Hoje acordei pétalas. Acordei sentindo o côncavo das pálpebras e suas ranhuras pressionando o líquido dos meus olhos. As pálpebras não obedeceram a ordem: abrir.
Hoje acordei pétalas. Acordei a mente, as sinapses não só ativas, mas conscientes, ou autoconscientes, seja lá o que signifique. O corpo jazente na cama, imóvel. Todos os sentidos ali. O cheiro suave, o barulho da respiração, o toque do lençol, um gosto amargo de sono. A visão do quarto tranquilo em volta. Os olhos ainda fechados. A visão do quarto em volta, sereno, calmo, creme. O que vê a visão quando só pode ver o côncavo escuro das pálpebras?
Acordei pétalas. Hoje acordei terra, acordei decomposição e vida. Nas costas e nas mãos as minhocas furavam o solo ao meu redor. O dorso da perna criava raízes no lençol. Os caules e as folhas envolviam todo o meu corpo, apertado, sangrando. Não consigo me mover. As folhas são ásperas. Eu sou as folhas, sou a planta e sou as pétalas.
A janela está aberta, quente, ficou assim para entrasse a brisa da noite, mas já amanhece. Amanhece, a luz entra e me abro em flor. Estremeço de dor a cada pétala que se abre. A cada pedaço que se torna textura colorida e viva, eu sinto a dor de mudar, de transformar pele em pétala. Não consigo abrir os olhos. Nem sei se tenho ainda os olhos, mas vejo, vejo tudo que se passa. Sinto, na verdade, sinto tudo o que se passa. Vejo o calmo afora. Vejo o teto branco.

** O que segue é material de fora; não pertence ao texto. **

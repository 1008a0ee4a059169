//! Byte transfer to signed storage URLs.

use std::sync::atomic::{AtomicU64, Ordering};
use std::sync::Arc;

use async_trait::async_trait;
use bytes::Bytes;
use futures::stream;
use reqwest::header::{CONTENT_TYPE, ETAG};
use tokio_util::sync::CancellationToken;

use crate::{ClientError, ClientResult};

const CHUNK_SIZE: usize = 64 * 1024;

/// Receives the number of bytes of the current request sent so far.
pub type ProgressSink = Arc<dyn Fn(u64) + Send + Sync>;

#[derive(Debug, Clone)]
pub struct PutRequest {
    pub url: String,
    pub body: Bytes,
    pub content_type: Option<String>,
}

#[derive(Debug, Clone, Default)]
pub struct PutResponse {
    pub etag: Option<String>,
}

#[async_trait]
pub trait UploadTransport: Send + Sync {
    /// PUT `request.body`. Must resolve to [`ClientError::Aborted`] once `cancel` fires.
    async fn put(
        &self,
        request: PutRequest,
        progress: ProgressSink,
        cancel: CancellationToken,
    ) -> ClientResult<PutResponse>;
}

#[derive(Debug, Clone, Default)]
pub struct ReqwestTransport {
    http: reqwest::Client,
}

impl ReqwestTransport {
    pub fn new() -> Self {
        Self::default()
    }

    pub fn with_client(http: reqwest::Client) -> Self {
        Self { http }
    }
}

#[async_trait]
impl UploadTransport for ReqwestTransport {
    async fn put(
        &self,
        request: PutRequest,
        progress: ProgressSink,
        cancel: CancellationToken,
    ) -> ClientResult<PutResponse> {
        let total = request.body.len();
        let sent = Arc::new(AtomicU64::new(0));

        // Progress is reported as chunks are pulled by the connection
        let chunks: Vec<Bytes> = (0..total)
            .step_by(CHUNK_SIZE)
            .map(|start| request.body.slice(start..(start + CHUNK_SIZE).min(total)))
            .collect();
        let counted = stream::iter(chunks.into_iter().map({
            let sent = Arc::clone(&sent);
            move |chunk| {
                let now = sent.fetch_add(chunk.len() as u64, Ordering::Relaxed) + chunk.len() as u64;
                progress(now);
                Ok::<_, std::io::Error>(chunk)
            }
        }));

        let mut builder = self
            .http
            .put(&request.url)
            .header(reqwest::header::CONTENT_LENGTH, total)
            .body(reqwest::Body::wrap_stream(counted));
        if let Some(ct) = &request.content_type {
            builder = builder.header(CONTENT_TYPE, ct);
        }

        let res = tokio::select! {
            _ = cancel.cancelled() => return Err(ClientError::Aborted),
            res = builder.send() => res?,
        };

        let status = res.status();
        if !status.is_success() {
            let message = res.text().await.unwrap_or_default();
            return Err(ClientError::Transfer {
                status: status.as_u16(),
                message,
            });
        }

        let etag = res
            .headers()
            .get(ETAG)
            .and_then(|v| v.to_str().ok())
            .map(str::to_string);
        tracing::trace!(url = %request.url, bytes = total, "put complete");
        Ok(PutResponse { etag })
    }
}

Não consigo abrir os olhos mas vejo um beija-flor na janela. A janela está aberta, o beija-flor se aproxima, sente um cheiro a descobrir. Se aproxima para sugar o néctar. Seu bico gigantesco está quase colado nos meus olhos. Eu vejo tudo, vejo quando a ponta fina do seu bico se aproxima dos meus olhos enquanto vejo os dele. Os meus estão fechados, mas o beija-flor mira o bico bem na pupila e logo afunda sua língua afiada, que se abre em duas quando invade o nervo.
Naquele dia acordei pétalas, com o grito que dei, espantando o beija-flor. Alguns dias depois, na costumeira consulta, não consigo olhar para a mulher a minha frente, enquanto conto sobre o dia em que acordei pétalas. Sem sequer um suspiro, ela se levanta, vai até mim e, enquanto me rega, pergunta: e quando foi que você dormiu?